### [What to do]
Give every line below again, exactly.

### [Extracted material]
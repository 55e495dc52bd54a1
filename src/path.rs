//! Dot-joined path construction.
//!
//! [`PathBuilder`] keeps the rendered prefix in one growing buffer together
//! with a stack of truncation marks, so descending one level is a single
//! `push_str` and ascending is a `truncate`. The full key string is only
//! materialised by [`PathBuilder::render`], which the traverser calls once per
//! leaf.
//!
//! Segments are joined verbatim. A segment that itself contains `.` is not
//! escaped, so `["a.b"]` and `["a", "b"]` render identically.

use alloc::collections::TryReserveError;
use alloc::string::String;
use alloc::vec::Vec;

/// Segment separator used when joining paths.
pub const SEPARATOR: char = '.';

/// Incrementally built key path.
#[derive(Debug, Default, Clone)]
pub struct PathBuilder {
    buf: String,
    // Length of `buf` before each pushed segment.
    marks: Vec<usize>,
}

impl PathBuilder {
    /// An empty path (depth 0).
    pub fn new() -> Self {
        Self::default()
    }

    /// Append a segment. Amortized O(len(segment)).
    ///
    /// The separator is placed based on depth rather than on buffer contents,
    /// so an empty segment still yields a separator: `["", "b"]` renders as
    /// `".b"`.
    pub fn push(&mut self, segment: &str) -> Result<(), TryReserveError> {
        let needs_separator = !self.marks.is_empty();
        self.marks.try_reserve(1)?;
        self.buf
            .try_reserve(segment.len() + usize::from(needs_separator))?;

        self.marks.push(self.buf.len());
        if needs_separator {
            self.buf.push(SEPARATOR);
        }
        self.buf.push_str(segment);
        Ok(())
    }

    /// Drop the most recently pushed segment. No-op at depth 0.
    pub fn pop(&mut self) {
        if let Some(mark) = self.marks.pop() {
            self.buf.truncate(mark);
        }
    }

    /// Number of segments currently pushed.
    pub fn depth(&self) -> usize {
        self.marks.len()
    }

    /// The current path as a borrowed string.
    pub fn as_str(&self) -> &str {
        &self.buf
    }

    /// Render the current path into a freshly allocated, exactly-sized string.
    pub fn render(&self) -> Result<String, TryReserveError> {
        let mut out = String::new();
        out.try_reserve_exact(self.buf.len())?;
        out.push_str(&self.buf);
        Ok(out)
    }
}

#[cfg(test)]
mod tests {
    use super::*;

    #[test]
    fn test_push_pop_round_trip() {
        let mut path = PathBuilder::new();
        path.push("a").unwrap();
        path.push("b").unwrap();
        path.push("c").unwrap();
        assert_eq!(path.as_str(), "a.b.c");
        assert_eq!(path.depth(), 3);

        path.pop();
        assert_eq!(path.as_str(), "a.b");
        path.push("d").unwrap();
        assert_eq!(path.render().unwrap(), "a.b.d");

        path.pop();
        path.pop();
        path.pop();
        assert_eq!(path.as_str(), "");
        assert_eq!(path.depth(), 0);
    }

    #[test]
    fn test_pop_at_root_is_noop() {
        let mut path = PathBuilder::new();
        path.pop();
        assert_eq!(path.depth(), 0);
        assert_eq!(path.as_str(), "");
    }

    #[test]
    fn test_empty_segments_keep_separators() {
        let mut path = PathBuilder::new();
        path.push("").unwrap();
        path.push("b").unwrap();
        assert_eq!(path.as_str(), ".b");

        let mut path = PathBuilder::new();
        path.push("a").unwrap();
        path.push("").unwrap();
        assert_eq!(path.as_str(), "a.");
    }

    #[test]
    fn test_dotted_segment_is_not_escaped() {
        let mut joined = PathBuilder::new();
        joined.push("a.b").unwrap();

        let mut nested = PathBuilder::new();
        nested.push("a").unwrap();
        nested.push("b").unwrap();

        assert_eq!(joined.render().unwrap(), nested.render().unwrap());
    }

    #[test]
    fn test_render_is_detached_from_builder() {
        let mut path = PathBuilder::new();
        path.push("x").unwrap();
        let rendered = path.render().unwrap();
        path.push("y").unwrap();
        assert_eq!(rendered, "x");
        assert_eq!(path.as_str(), "x.y");
    }
}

### [Solution]
repository 55e495dc52bd54a1
filename src/path.rs
//! Dot-joined path construction.
//!
//! [`PathBuilder`] keeps the rendered prefix in one growing buffer together
//! with a stack of truncation marks, so descending one level is a single
//! `push_str` and ascending is a `truncate`. The full key string is only
//! materialised by [`PathBuilder::render`], which the traverser calls once per
//! leaf.
//!
//! Segments are joined verbatim. A segment that itself contains `.` is not
//! escaped, so `["a.b"]` and `["a", "b"]` render identically.

use alloc::collections::TryReserveError;
use alloc::string::String;
use alloc::vec::Vec;

/// Segment separator used when joining paths.
pub const SEPARATOR: char = '.';

/// Incrementally built key path.
#[derive(Debug, Default, Clone)]
pub struct PathBuilder {
    buf: String,
    // Length of `buf` before each pushed segment.
    marks: Vec<usize>,
}

impl PathBuilder {
    /// An empty path (depth 0).
    pub fn new() -> Self {
        Self::default()
    }

    /// Append a segment. Amortized O(len(segment)).
    ///
    /// The separator is placed based on depth rather than on buffer contents,
    /// so an empty segment still yields a separator: `["", "b"]` renders as
    /// `".b"`.
    pub fn push(&mut self, segment: &str) -> Result<(), TryReserveError> {
        let needs_separator = !self.marks.is_empty();
        self.marks.try_reserve(1)?;
        self.buf
            .try_reserve(segment.len() + usize::from(needs_separator))?;

        self.marks.push(self.buf.len());
        if needs_separator {
            self.buf.push(SEPARATOR);
        }
        self.buf.push_str(segment);
        Ok(())
    }

    /// Drop the most recently pushed segment. No-op at depth 0.
    pub fn pop(&mut self) {
        if let Some(mark) = self.marks.pop() {
            self.buf.truncate(mark);
        }
    }

    /// Number of segments currently pushed.
    pub fn depth(&self) -> usize {
        self.marks.len()
    }

    /// The current path as a borrowed string.
    pub fn as_str(&self) -> &str {
        &self.buf
    }

    /// Render the current path into a freshly allocated, exactly-sized string.
    pub fn render(&self) -> Result<String, TryReserveError> {
        let mut out = String::new();
        out.try_reserve_exact(self.buf.len())?;
        out.push_str(&self.buf);
        Ok(out)
    }
}

#[cfg(test)]
mod tests {
    use super::*;

    #[test]
    fn test_push_pop_round_trip() {
        let mut path = PathBuilder::new();
        path.push("a").unwrap();
        path.push("b").unwrap();
        path.push("c").unwrap();
        assert_eq!(path.as_str(), "a.b.c");
        assert_eq!(path.depth(), 3);

        path.pop();
        assert_eq!(path.as_str(), "a.b");
        path.push("d").unwrap();
        assert_eq!(path.render().unwrap(), "a.b.d");

        path.pop();
        path.pop();
        path.pop();
        assert_eq!(path.as_str(), "");
        assert_eq!(path.depth(), 0);
    }

    #[test]
    fn test_pop_at_root_is_noop() {
        let mut path = PathBuilder::new();
        path.pop();
        assert_eq!(path.depth(), 0);
        assert_eq!(path.as_str(), "");
    }

    #[test]
    fn test_empty_segments_keep_separators() {
        let mut path = PathBuilder::new();
        path.push("").unwrap();
        path.push("b").unwrap();
        assert_eq!(path.as_str(), ".b");

        let mut path = PathBuilder::new();
        path.push("a").unwrap();
        path.push("").unwrap();
        assert_eq!(path.as_str(), "a.");
    }

    #[test]
    fn test_dotted_segment_is_not_escaped() {
        let mut joined = PathBuilder::new();
        joined.push("a.b").unwrap();

        let mut nested = PathBuilder::new();
        nested.push("a").unwrap();
        nested.push("b").unwrap();

        assert_eq!(joined.render().unwrap(), nested.render().unwrap());
    }

    #[test]
    fn test_render_is_detached_from_builder() {
        let mut path = PathBuilder::new();
        path.push("x").unwrap();
        let rendered = path.render().unwrap();
        path.push("y").unwrap();
        assert_eq!(rendered, "x");
        assert_eq!(path.as_str(), "x.y");
    }
}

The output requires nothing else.